The supposed reputation of the Petun as thieves is examined and rejected
La réputation supposée du peuple Petun d’être voleur est examinée et rejetée.
Figure 1 – Anonymous ca. 1641 Map Novvelle France showing the legend “KHIONONTATERONON ou petite nation des Algomquins” on the north side of the Ottawa River. Page 3a
Figure 2 – Map Le Canada ou Nouvelle France 1656 by N. Sanson d’Abbeville 1656, showing “Quionontateron or Petite Nat” on the north-east side of the lower Ottawa River. Page 3b
The Petun enjoy a multitude of names. For example, the prestigious Dictionary of Canadian Biography provides:
“Tobacco Nation (Petuns, Tobacco Hurons, Quieuenontatironons or “Mountaineers,” (Tionon); in French Gens du Pétun, Pétuneux, Tabacs.. ”
The purpose of this Bulletin is to examine who were the ‘Quieuenontatironons’, because it is through this identification that the Petuns are regarded as thieves (e.g. Trigger 1987:387, 390, 909). It will be shown that the name Quieuenontatironons (Quieunontateronons), along with a host of variations, Khionontatehronon, Tionnontatehronnon, Etionnontatehronnon, etc. was not exclusive to the Petun but a descriptive term (“people of the hills”) applied to any group living in or near hills or mountains.

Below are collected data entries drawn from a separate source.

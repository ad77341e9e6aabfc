//! The 256-byte work items handed between pipeline stages.
//!
//! Each job owns its inputs by value plus a retained framebuffer handle, and
//! has exactly one lifecycle: acquired from its stage pool (or allocated as a
//! tracked fallback), submitted once, and released by the worker that executes
//! it. The `fb` handle is taken before release so no reference survives in a
//! pooled node.

use std::sync::Arc;

use crate::framebuffer::Framebuffer;
use crate::vertex::{Triangle, Vertex};

/// Three gathered vertices awaiting transform and lighting.
#[derive(Debug, Default)]
#[repr(align(256))]
pub struct VertexJob {
    pub verts: [Vertex; 3],
    pub fb: Option<Arc<Framebuffer>>,
}

/// Three transformed vertices awaiting assembly and the cull test.
#[derive(Debug, Default)]
#[repr(align(256))]
pub struct PrimitiveJob {
    pub verts: [Vertex; 3],
    pub fb: Option<Arc<Framebuffer>>,
}

/// An assembled triangle awaiting tile bucketing.
#[derive(Debug, Default)]
#[repr(align(256))]
pub struct RasterJob {
    pub tri: Triangle,
    pub fb: Option<Arc<Framebuffer>>,
}

/// One tile-aligned rectangle of one primitive, plus everything the fragment
/// loop needs: flat color, depth, coverage edges and the source texture
/// coordinates for interpolated sampling.
#[derive(Debug, Default)]
#[repr(align(256))]
pub struct FragmentTileJob {
    pub x0: u32,
    pub y0: u32,
    pub x1: u32,
    pub y1: u32,
    pub color: u32,
    pub depth: f32,
    /// Edge-function coefficients `(a, b, c)` per triangle edge; a pixel
    /// center is covered when all three evaluate >= 0.
    pub edges: [[f32; 3]; 3],
    /// Per-vertex `(s, t)` used by barycentric texture lookup.
    pub texcoords: [[f32; 2]; 3],
    pub sprite_mode: bool,
    pub sprite_cx: f32,
    pub sprite_cy: f32,
    pub sprite_size: f32,
    pub fb: Option<Arc<Framebuffer>>,
}

const _: () = assert!(std::mem::size_of::<VertexJob>() == 256);
const _: () = assert!(std::mem::size_of::<PrimitiveJob>() == 256);
const _: () = assert!(std::mem::size_of::<RasterJob>() == 256);
const _: () = assert!(std::mem::size_of::<FragmentTileJob>() == 256);

impl VertexJob {
    /// Prepares a pooled node for reuse.
    pub fn reset(&mut self) {
        self.fb = None;
    }
}

impl RasterJob {
    pub fn reset(&mut self) {
        self.fb = None;
    }
}

impl FragmentTileJob {
    pub fn reset(&mut self) {
        self.fb = None;
        self.sprite_mode = false;
    }
}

The first association of the Quieunontateronons with thievery appears in the writings of the Recollect Brother Gabriel Sagard. On arriving in Huronia in 1623, he was adopted by a Huron family who “took care that nothing of my little stock of clothing should be lost, and warned me to be on my guard against thieves and cheats, especially the Quieunontateronons, who often came to see me in order to get something from me; for of all the tribes of savages this one is
among the smartest in the matter of deceit and theft” (Sagard1939:71).

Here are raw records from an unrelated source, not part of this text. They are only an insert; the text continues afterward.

//! Scalar state mutation: capabilities, tests, masks and fixed-function
//! parameters. Every setter validates, writes the owning state group and
//! publishes a new version; invalid arguments record a sticky error and leave
//! state untouched.

use super::Renderer;
use crate::error::GlError;
use crate::state::{
    BlendFactor, Cap, CompareFunc, CullFaceMode, FogMode, FrontFace, MaterialFace, ShadeModel,
    StencilOp, TexEnvMode,
};
use crate::texture::MAX_TEXTURE_UNITS;

/// One light parameter update, mirroring the `Light*` entry points.
#[derive(Debug, Clone, Copy)]
pub enum LightParam {
    Ambient([f32; 4]),
    Diffuse([f32; 4]),
    Specular([f32; 4]),
    Position([f32; 4]),
    SpotDirection([f32; 3]),
    SpotExponent(f32),
    SpotCutoff(f32),
    ConstantAttenuation(f32),
    LinearAttenuation(f32),
    QuadraticAttenuation(f32),
}

/// One material parameter update, mirroring the `Material*` entry points.
#[derive(Debug, Clone, Copy)]
pub enum MaterialParam {
    Ambient([f32; 4]),
    Diffuse([f32; 4]),
    Specular([f32; 4]),
    Emission([f32; 4]),
    Shininess(f32),
    AmbientAndDiffuse([f32; 4]),
}

impl Renderer {
    pub fn enable(&mut self, cap: Cap) {
        self.context().set_capability(cap, true);
    }

    pub fn disable(&mut self, cap: Cap) {
        self.context().set_capability(cap, false);
    }

    pub fn is_enabled(&self, cap: Cap) -> bool {
        self.context().is_enabled(cap)
    }

    pub fn blend_func(&mut self, src: BlendFactor, dst: BlendFactor) {
        // SrcAlphaSaturate is a source-only factor.
        if dst == BlendFactor::SrcAlphaSaturate {
            self.context().record_error(GlError::InvalidEnum);
            return;
        }
        self.context().blend.modify(|blend| {
            blend.src_factor = src;
            blend.dst_factor = dst;
        });
    }

    pub fn depth_func(&mut self, func: CompareFunc) {
        self.context().depth.modify(|depth| depth.func = func);
    }

    pub fn depth_mask(&mut self, enabled: bool) {
        self.context().masks.modify(|masks| masks.depth = enabled);
    }

    pub fn color_mask(&mut self, r: bool, g: bool, b: bool, a: bool) {
        self.context().masks.modify(|masks| masks.color = [r, g, b, a]);
    }

    pub fn alpha_func(&mut self, func: CompareFunc, reference: f32) {
        self.context().alpha_test.modify(|at| {
            at.func = func;
            at.reference = reference.clamp(0.0, 1.0);
        });
    }

    pub fn stencil_func(&mut self, func: CompareFunc, reference: i32, mask: u32) {
        self.context().stencil.modify(|stencil| {
            stencil.func = func;
            stencil.reference = reference;
            stencil.value_mask = mask;
        });
    }

    pub fn stencil_op(&mut self, fail: StencilOp, zfail: StencilOp, zpass: StencilOp) {
        self.context().stencil.modify(|stencil| {
            stencil.fail_op = fail;
            stencil.zfail_op = zfail;
            stencil.zpass_op = zpass;
        });
    }

    pub fn stencil_mask(&mut self, mask: u32) {
        self.context().stencil.modify(|stencil| stencil.write_mask = mask);
    }

    pub fn cull_face(&mut self, mode: CullFaceMode) {
        self.context().cull.modify(|cull| cull.mode = mode);
    }

    pub fn front_face(&mut self, front: FrontFace) {
        self.context().cull.modify(|cull| cull.front = front);
    }

    pub fn fog_mode(&mut self, mode: FogMode) {
        self.context().fog.modify(|fog| fog.mode = mode);
    }

    pub fn fog_density(&mut self, density: f32) {
        if density < 0.0 {
            self.context().record_error(GlError::InvalidValue);
            return;
        }
        self.context().fog.modify(|fog| fog.density = density);
    }

    pub fn fog_range(&mut self, start: f32, end: f32) {
        self.context().fog.modify(|fog| {
            fog.start = start;
            fog.end = end;
        });
    }

    pub fn fog_color(&mut self, color: [f32; 4]) {
        self.context().fog.modify(|fog| fog.color = color);
    }

    pub fn light(&mut self, index: usize, param: LightParam) {
        if index >= crate::state::MAX_LIGHTS {
            self.context().record_error(GlError::InvalidEnum);
            return;
        }
        self.context().lights[index].modify(|light| match param {
            LightParam::Ambient(v) => light.ambient = v,
            LightParam::Diffuse(v) => light.diffuse = v,
            LightParam::Specular(v) => light.specular = v,
            LightParam::Position(v) => light.position = v,
            LightParam::SpotDirection(v) => light.spot_direction = v,
            LightParam::SpotExponent(v) => light.spot_exponent = v,
            LightParam::SpotCutoff(v) => light.spot_cutoff = v,
            LightParam::ConstantAttenuation(v) => light.constant_attenuation = v,
            LightParam::LinearAttenuation(v) => light.linear_attenuation = v,
            LightParam::QuadraticAttenuation(v) => light.quadratic_attenuation = v,
        });
    }

    /// Enables or disables one light; routed through the light's own version
    /// counter rather than the capability table.
    pub fn set_light_enabled(&mut self, index: usize, enabled: bool) {
        if index >= crate::state::MAX_LIGHTS {
            self.context().record_error(GlError::InvalidEnum);
            return;
        }
        self.context().lights[index].modify(|light| light.enabled = enabled);
    }

    pub fn material(&mut self, face: MaterialFace, param: MaterialParam) {
        self.context().material.modify(|material| {
            let mut apply = |params: &mut crate::state::MaterialParams| match param {
                MaterialParam::Ambient(v) => params.ambient = v,
                MaterialParam::Diffuse(v) => params.diffuse = v,
                MaterialParam::Specular(v) => params.specular = v,
                MaterialParam::Emission(v) => params.emission = v,
                MaterialParam::Shininess(v) => params.shininess = v,
                MaterialParam::AmbientAndDiffuse(v) => {
                    params.ambient = v;
                    params.diffuse = v;
                }
            };
            match face {
                MaterialFace::Front => apply(&mut material.front),
                MaterialFace::Back => apply(&mut material.back),
                MaterialFace::FrontAndBack => {
                    apply(&mut material.front);
                    apply(&mut material.back);
                }
            }
        });
    }

    pub fn viewport(&mut self, x: i32, y: i32, width: i32, height: i32) {
        if width < 0 || height < 0 {
            self.context().record_error(GlError::InvalidValue);
            return;
        }
        self.context().viewport.modify(|v| {
            v.x = x;
            v.y = y;
            v.width = width;
            v.height = height;
        });
    }

    pub fn scissor(&mut self, x: i32, y: i32, width: i32, height: i32) {
        if width < 0 || height < 0 {
            self.context().record_error(GlError::InvalidValue);
            return;
        }
        self.context().scissor.modify(|s| {
            s.x = x;
            s.y = y;
            s.width = width;
            s.height = height;
        });
    }

    pub fn clear_color(&mut self, r: f32, g: f32, b: f32, a: f32) {
        self.context().clear_values.modify(|clear| {
            clear.color = crate::color::Color([
                r.clamp(0.0, 1.0),
                g.clamp(0.0, 1.0),
                b.clamp(0.0, 1.0),
                a.clamp(0.0, 1.0),
            ]);
        });
    }

    pub fn clear_depth(&mut self, depth: f32) {
        self.context()
            .clear_values
            .modify(|clear| clear.depth = depth.clamp(0.0, 1.0));
    }

    pub fn clear_stencil(&mut self, stencil: i32) {
        self.context()
            .clear_values
            .modify(|clear| clear.stencil = stencil as u8);
    }

    pub fn point_size(&mut self, size: f32) {
        if size <= 0.0 {
            self.context().record_error(GlError::InvalidValue);
            return;
        }
        self.context().raster.modify(|raster| raster.point_size = size);
    }

    pub fn line_width(&mut self, width: f32) {
        if width <= 0.0 {
            self.context().record_error(GlError::InvalidValue);
            return;
        }
        self.context().raster.modify(|raster| raster.line_width = width);
    }

    pub fn shade_model(&mut self, model: ShadeModel) {
        self.context().raster.modify(|raster| raster.shade_model = model);
    }

    // ── Current vertex attributes (latched, consumed at draw expansion) ──────

    pub fn color4(&mut self, r: f32, g: f32, b: f32, a: f32) {
        self.current_color = [r, g, b, a];
    }

    pub fn normal3(&mut self, x: f32, y: f32, z: f32) {
        self.current_normal = [x, y, z];
    }

    pub fn multi_tex_coord4(&mut self, unit: usize, s: f32, t: f32, r: f32, q: f32) {
        if unit >= MAX_TEXTURE_UNITS {
            self.context().record_error(GlError::InvalidEnum);
            return;
        }
        self.current_texcoord[unit] = [s, t, r, q];
    }

    pub fn active_texture(&mut self, unit: usize) {
        if unit >= MAX_TEXTURE_UNITS {
            self.context().record_error(GlError::InvalidEnum);
            return;
        }
        self.active_texture_unit = unit;
    }

    pub fn client_active_texture(&mut self, unit: usize) {
        if unit >= MAX_TEXTURE_UNITS {
            self.context().record_error(GlError::InvalidEnum);
            return;
        }
        self.client_active_texture = unit;
    }

    pub fn tex_env_mode(&mut self, mode: TexEnvMode) {
        let unit = self.active_texture_unit;
        self.context().texture_env[unit].modify(|env| env.mode = mode);
    }

    pub fn tex_env_color(&mut self, color: [f32; 4]) {
        let unit = self.active_texture_unit;
        self.context().texture_env[unit].modify(|env| env.env_color = color);
    }
}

Sagard knew the Quieunontateronons fairly well. He referred to them several times under an alternative name – “Ia petite Nation” (Little Tribe), e.g. “Ia petite Nation, que nos Hurons appellent Quieunontatetonons” (Sagard 1939:9, 198, 234, 263, 371, 388, 401). He visited the Quieunontatetonons-Petite Nation, walked in their woods bought a muskrat from them, and spoke to a Quieunontateronon man who replied half in Huron, half in Algonquin. The Quieunontatetonons-Petite Nation were also known as the Weskarini, an Algonquin tribe living on the north side of the Ottawa below Allumette Island” (Sagard 1939:263n1).

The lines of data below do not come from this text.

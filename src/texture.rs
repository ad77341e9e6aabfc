//! Texture objects and their registry snapshots.
//!
//! A texture is published to workers as an immutable [`Arc<Texture>`]: image
//! uploads build a new value with a bumped version and swap it into the
//! registry slot, so a worker holding the previous snapshot keeps sampling a
//! consistent image and the version change is what invalidates texel-cache
//! entries.

use std::sync::atomic::{AtomicBool, Ordering};
use std::sync::Arc;

use crate::error::GlError;

/// Maximum mip chain length (level 0 plus eleven reductions).
pub const MAX_MIPMAP_LEVELS: usize = 12;

/// Texture units sampled by the fragment path.
pub const MAX_TEXTURE_UNITS: usize = 2;

/// A small integer handle into the context's texture table. Id 0 means
/// "no texture bound".
#[derive(Debug, Clone, Copy, PartialEq, Eq, Hash, Default)]
pub struct TextureId(pub u32);

impl TextureId {
    pub const NONE: TextureId = TextureId(0);

    #[inline]
    pub fn is_none(self) -> bool {
        self.0 == 0
    }
}

impl std::fmt::Display for TextureId {
    fn fmt(&self, f: &mut std::fmt::Formatter<'_>) -> std::fmt::Result {
        write!(f, "{}", self.0)
    }
}

#[derive(Debug, Clone, Copy, PartialEq, Eq, Default)]
pub enum TextureTarget {
    #[default]
    Texture2d,
}

/// Client pixel layouts accepted by image uploads. Texels are stored
/// internally as packed `0xAARRGGBB` words regardless of the upload format.
#[derive(Debug, Clone, Copy, PartialEq, Eq, Default)]
pub enum TextureFormat {
    #[default]
    Rgba8,
    Rgb8,
}

impl TextureFormat {
    pub fn bytes_per_pixel(self) -> usize {
        match self {
            TextureFormat::Rgba8 => 4,
            TextureFormat::Rgb8 => 3,
        }
    }
}

#[derive(Debug, Clone, Copy, PartialEq, Eq, Default)]
pub enum TextureFilter {
    #[default]
    Nearest,
    Linear,
    NearestMipmapNearest,
    LinearMipmapNearest,
    NearestMipmapLinear,
    LinearMipmapLinear,
}

impl TextureFilter {
    #[inline]
    pub fn is_mipmap(self) -> bool {
        !matches!(self, TextureFilter::Nearest | TextureFilter::Linear)
    }

    #[inline]
    pub fn is_linear(self) -> bool {
        matches!(
            self,
            TextureFilter::Linear
                | TextureFilter::LinearMipmapNearest
                | TextureFilter::LinearMipmapLinear
        )
    }
}

#[derive(Debug, Clone, Copy, PartialEq, Eq, Default)]
pub enum TextureWrap {
    #[default]
    Repeat,
    ClampToEdge,
}

/// A texture image with its mip chain and sampling parameters.
#[derive(Debug)]
pub struct Texture {
    pub id: TextureId,
    pub target: TextureTarget,
    pub internal_format: TextureFormat,
    pub user_format: TextureFormat,
    pub width: u32,
    pub height: u32,
    pub mip_width: [u32; MAX_MIPMAP_LEVELS],
    pub mip_height: [u32; MAX_MIPMAP_LEVELS],
    /// Tightly packed `0xAARRGGBB` texels per populated level.
    pub levels: [Option<Arc<[u32]>>; MAX_MIPMAP_LEVELS],
    pub mipmap_supported: bool,
    /// Highest populated mip level.
    pub current_level: usize,
    pub min_filter: TextureFilter,
    pub mag_filter: TextureFilter,
    pub wrap_s: TextureWrap,
    pub wrap_t: TextureWrap,
    pub crop_rect: [i32; 4],
    /// Bumped on every image upload; part of the texel-cache entry key.
    pub version: u32,
    /// Set while any in-flight draw may still sample this texture.
    pub active: AtomicBool,
}

impl Clone for Texture {
    fn clone(&self) -> Self {
        Self {
            id: self.id,
            target: self.target,
            internal_format: self.internal_format,
            user_format: self.user_format,
            width: self.width,
            height: self.height,
            mip_width: self.mip_width,
            mip_height: self.mip_height,
            levels: self.levels.clone(),
            mipmap_supported: self.mipmap_supported,
            current_level: self.current_level,
            min_filter: self.min_filter,
            mag_filter: self.mag_filter,
            wrap_s: self.wrap_s,
            wrap_t: self.wrap_t,
            crop_rect: self.crop_rect,
            version: self.version,
            active: AtomicBool::new(self.active.load(Ordering::Relaxed)),
        }
    }
}

impl Texture {
    /// A reserved table slot: an id with no image data yet.
    pub fn reserved(id: TextureId) -> Self {
        Self {
            id,
            target: TextureTarget::Texture2d,
            internal_format: TextureFormat::Rgba8,
            user_format: TextureFormat::Rgba8,
            width: 0,
            height: 0,
            mip_width: [0; MAX_MIPMAP_LEVELS],
            mip_height: [0; MAX_MIPMAP_LEVELS],
            levels: Default::default(),
            mipmap_supported: false,
            current_level: 0,
            min_filter: TextureFilter::Nearest,
            mag_filter: TextureFilter::Nearest,
            wrap_s: TextureWrap::Repeat,
            wrap_t: TextureWrap::Repeat,
            crop_rect: [0; 4],
            version: 0,
            active: AtomicBool::new(false),
        }
    }

    #[inline]
    pub fn has_image(&self) -> bool {
        self.levels[0].is_some()
    }

    pub fn level_width(&self, level: usize) -> u32 {
        self.mip_width.get(level).copied().unwrap_or(0)
    }

    pub fn level_height(&self, level: usize) -> u32 {
        self.mip_height.get(level).copied().unwrap_or(0)
    }

    /// Reads one texel; out-of-bounds coordinates and unpopulated levels
    /// sample as zero.
    pub fn texel(&self, level: usize, x: u32, y: u32) -> u32 {
        if level >= MAX_MIPMAP_LEVELS {
            return 0;
        }
        let (w, h) = (self.mip_width[level], self.mip_height[level]);
        if x >= w || y >= h {
            return 0;
        }
        match &self.levels[level] {
            Some(data) => data[(y * w + x) as usize],
            None => 0,
        }
    }
}

/// Converts client pixel bytes into packed `0xAARRGGBB` texels.
///
/// Returns `InvalidValue` when `data` is shorter than the described image.
pub fn pack_texels(
    format: TextureFormat,
    width: u32,
    height: u32,
    data: &[u8],
) -> Result<Vec<u32>, GlError> {
    let pixel_count = width as usize * height as usize;
    let needed = pixel_count * format.bytes_per_pixel();
    if data.len() < needed {
        return Err(GlError::InvalidValue);
    }
    let mut texels = Vec::with_capacity(pixel_count);
    match format {
        TextureFormat::Rgba8 => {
            for px in data[..needed].chunks_exact(4) {
                texels.push(
                    ((px[3] as u32) << 24)
                        | ((px[0] as u32) << 16)
                        | ((px[1] as u32) << 8)
                        | px[2] as u32,
                );
            }
        }
        TextureFormat::Rgb8 => {
            for px in data[..needed].chunks_exact(3) {
                texels.push(
                    0xFF00_0000 | ((px[0] as u32) << 16) | ((px[1] as u32) << 8) | px[2] as u32,
                );
            }
        }
    }
    Ok(texels)
}

#[cfg(test)]
mod tests {
    use super::*;

    #[test]
    fn reserved_texture_has_no_image() {
        let tex = Texture::reserved(TextureId(3));
        assert!(!tex.has_image());
        assert_eq!(tex.texel(0, 0, 0), 0);
    }

    #[test]
    fn out_of_bounds_texels_sample_as_zero() {
        let mut tex = Texture::reserved(TextureId(1));
        tex.mip_width[0] = 2;
        tex.mip_height[0] = 2;
        tex.width = 2;
        tex.height = 2;
        tex.levels[0] = Some(vec![1, 2, 3, 4].into());
        assert_eq!(tex.texel(0, 1, 1), 4);
        assert_eq!(tex.texel(0, 2, 0), 0);
        assert_eq!(tex.texel(0, 0, 2), 0);
        assert_eq!(tex.texel(1, 0, 0), 0);
    }

    #[test]
    fn pack_texels_converts_rgba_bytes() {
        let texels = pack_texels(TextureFormat::Rgba8, 1, 1, &[0x11, 0x22, 0x33, 0x44]).unwrap();
        assert_eq!(texels, vec![0x4411_2233]);
    }

    #[test]
    fn pack_texels_fills_opaque_alpha_for_rgb() {
        let texels = pack_texels(TextureFormat::Rgb8, 1, 1, &[0x11, 0x22, 0x33]).unwrap();
        assert_eq!(texels, vec![0xFF11_2233]);
    }

    #[test]
    fn pack_texels_rejects_short_input() {
        assert_eq!(
            pack_texels(TextureFormat::Rgba8, 2, 2, &[0; 8]),
            Err(GlError::InvalidValue)
        );
    }

    #[test]
    fn mipmap_filters_are_classified() {
        assert!(TextureFilter::LinearMipmapLinear.is_mipmap());
        assert!(TextureFilter::LinearMipmapLinear.is_linear());
        assert!(!TextureFilter::Nearest.is_mipmap());
        assert!(!TextureFilter::NearestMipmapNearest.is_linear());
    }
}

Sagard listed “the Little tribe” (Ia petite Nation) as among those Algonquins “who know the (Huron) language in some measure on account of the necessity of using it when they travel” (Sagard 1939:9, 280). It was not surprising therefore than the Quieunontateronon man he spoke to replied half in Huron, half in Algonquin.
Confusingly, Sagard seems to have twice used the same name ‘Quieunontateronon’ for an entirely different people, the Petun. In his dictionary he defined Quieunontateronon as Petun. He wrote that the country of the Neutral nation lay to the south four or five days journey from the Hurons, beyond the nation of the Quieunontateronons” (Garrad and Heidenreich 1978:396; Hodge 1913:457; Sagard 1939:158). As the Neutrals were certainly beyond the Petun and one of the routes to them lay via the Petun, this would appear to conclusively identify the Petun as the Quieunontateronons.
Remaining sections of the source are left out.